Peki, ne oldu da birden tekrar sertleşti bu çatışma?

Kalender ordu evinin önünde ki (ne yazık ki yasal ) Gırgır avcılığının yasa dışı olduğu iddiası ile başlattığı tartışmanın bir noktasından sonra Defne Ezici çoğunluğu küçük balıkçılardan olan kooperatifleri ve birlikleri eşkıyalığa yataklık ettiği iddiası ile ortalık tekrar karıştı. Üstelik Su Ürünleri kanun taslağına Boğazın Kapatılmasını ekleyen kooperatifler ve birliğine yapılmıştı bu haksız suçlama. Yapılan tam bir itibar cinayeti idi. Hem adli hukuk hem de insan vicdanında suç olan bu ifadeler belki çaresizlik ve öfke ile söylenmiştir dedik bekledik ama Defne devam etti üstelik bu sefer “hodri meydan” diyerek. Bu olan bitenle ilgili yazımı dileyenler okuya bilir.

Gelelim Defne’nin son mesajına.

Gelelim son olaya. Geçen gün Balıkçı Forumda benim iradem dışında gerçekleşen ( bir kooperatif başkanı hasar ziyaretleri ile ilgili fotoğrafımızı paylaşmış ) bir olayda Defne aşağıda ki satırları yazarak konuya dahil oldu ve şahsımın yanı sıra derneğimizin adını da bu çirkin polemiğin içine çekti.
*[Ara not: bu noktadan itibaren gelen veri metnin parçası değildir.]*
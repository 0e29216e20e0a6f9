//! # promptcast Protocols
//!
//! Protocol definitions shared by every promptcast crate.
//! Contains only interface definitions and plain data - no implementations.
//!
//! ## Core Traits
//!
//! - [`TabBrowser`] - Tab lifecycle and message delivery, as seen by the orchestrator
//! - [`PageSurface`] - One execution context of a loaded page
//! - [`Widget`] - A located text-entry element inside a page
//! - [`Control`] - A clickable send affordance

pub mod error;
pub mod message;
pub mod page;
pub mod tabs;
pub mod types;

pub use error::{BridgeError, TabError, WidgetError};
pub use message::{MessageAck, RuntimeMessage};
pub use page::{Control, MutationFeed, PageSurface, SyntheticEvent, Widget, WidgetKind};
pub use tabs::TabBrowser;
pub use types::*;
// SPDX-FileCopyrightText: 2025 2025 Contributors to the gst-amlhal project.
// SPDX-License-Identifier: Apache-2.0

//! Output stream handle.

use std::{os::raw::c_int, sync::Arc, time::Duration};

use amlhal_sys::AudioStreamOut;

use crate::{Error, PresentationPosition, Result, device::DeviceContext};

/// Data-path operations on one HAL output stream.
///
/// Methods take `&self`: the streaming thread writes while the pipeline
/// clock queries the presentation position from another thread.
pub trait OutputStream: Send + Sync {
    /// Writes audio and returns how many bytes the device accepted.
    ///
    /// Fewer bytes than requested is a partial write, not an error.
    fn write(&self, data: &[u8]) -> Result<usize>;

    /// Returns the number of frames rendered so far.
    fn presentation_position(&self) -> Result<PresentationPosition>;

    fn pause(&self) -> Result<()>;

    /// Discards data queued in the device (raw PCM stop path).
    fn flush(&self) -> Result<()>;
}

/// An `audio_stream_out` opened on a [`crate::HalDevice`].
///
/// Closed on drop.
pub struct HalOutputStream {
    context: Arc<DeviceContext>,
    stream: *mut AudioStreamOut,
}

// Safety: the client library proxies every call to the audio server and
// tolerates a writer thread and a position query running concurrently.
unsafe impl Send for HalOutputStream {}
unsafe impl Sync for HalOutputStream {}

impl HalOutputStream {
    pub(crate) fn new(context: Arc<DeviceContext>, stream: *mut AudioStreamOut) -> Self {
        Self { context, stream }
    }

    fn table(&self) -> AudioStreamOut {
        unsafe { *self.stream }
    }
}

impl OutputStream for HalOutputStream {
    fn write(&self, data: &[u8]) -> Result<usize> {
        let write = self.table().write.ok_or(Error::Unsupported("write"))?;
        let ret = unsafe { write(self.stream, data.as_ptr().cast(), data.len()) };
        if ret < 0 {
            return Err(Error::from_code(ret as c_int, "write"));
        }
        Ok(ret as usize)
    }

    fn presentation_position(&self) -> Result<PresentationPosition> {
        let get_position = self
            .table()
            .get_presentation_position
            .ok_or(Error::Unsupported("get_presentation_position"))?;

        let mut frames = 0u64;
        let mut timestamp = amlhal_sys::Timespec::default();
        Error::from_status(
            unsafe { get_position(self.stream, &mut frames, &mut timestamp) },
            "get_presentation_position",
        )?;
        Ok(PresentationPosition {
            frames,
            timestamp: Duration::new(timestamp.tv_sec.max(0) as u64, timestamp.tv_nsec.max(0) as u32),
        })
    }

    fn pause(&self) -> Result<()> {
        let pause = self.table().pause.ok_or(Error::Unsupported("pause"))?;
        Error::from_status(unsafe { pause(self.stream) }, "pause")
    }

    fn flush(&self) -> Result<()> {
        let flush = self.table().flush.ok_or(Error::Unsupported("flush"))?;
        Error::from_status(unsafe { flush(self.stream) }, "flush")
    }
}

impl Drop for HalOutputStream {
    fn drop(&mut self) {
        if !self.stream.is_null() {
            self.context.close_output_stream(self.stream);
            self.stream = std::ptr::null_mut();
        }
    }
}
öncelikle söylemek isterim, adını artık sadece benim hakkımda kötü konuştuğu için duyduğum biri Kenan :) oysa bu forumla ilk tanıştığımda bambaşka yeri vardı.

geleneksel kıyı 
balıkçısının sözcülüğüne soyundu ama dernek olarak varlıklarını göremiyorum. ne bir panel, ne bir toplantı düzenlediklerini duydum. istişare toplantısında onu kovmaktan beter eden İstanbul birlik'in kıyısında varlık gösteriyor şimdilerde. tabi benim kanaatimce. kötü bir şey mi, yapılması yanlış bir şey mi? elbette değil. ama bu forumun yarattığı eleştiriye karşı İstanbul birlik Kenan'la işbirliği yapmayı seçti diye düşünüyorum. bu da ancak bu forumun gücünü gösterir. başkalarına kara çalmadan var olmayı denese aslında Kenan, problem de olmaz, derim. ama olmuyor galiba. zamanında, taa ilk lüfer bayramı öncesi hakkımda kabzımal ve gırgır reisleri ile işbirliği yapıyor iddiası atarak başlamıştı beni karalamaya. hala devam ediyor, duyduğum. Cengiz'e, Cumhur'a sözü lafı da benzerdir, öfke içerir. ona rağmen alikuşçu ile aynı fikirdeyim. keşke Kenan aşsa bunları, kara çalmadan yoluna baksa diyeceğim gibi, bu foruma da yerinin, sorumluluğunun hakkını ver, Kenan'ı bu kadar önemseme demek isterim.

alikuşçu'nun Kenan'ı sevme hakkı kadar benim ahlaksızlığına vurguyla yazma hakkım olmalı bu forumda. başka türlü aklar karalar değerlendirilemez kanaatimce.
Demiş.


Sırasıyla cevaplayalım …

  • öncelikle söylemek isterim, adını artık sadece benim hakkımda kötü konuştuğu için duyduğum biri Kenan :)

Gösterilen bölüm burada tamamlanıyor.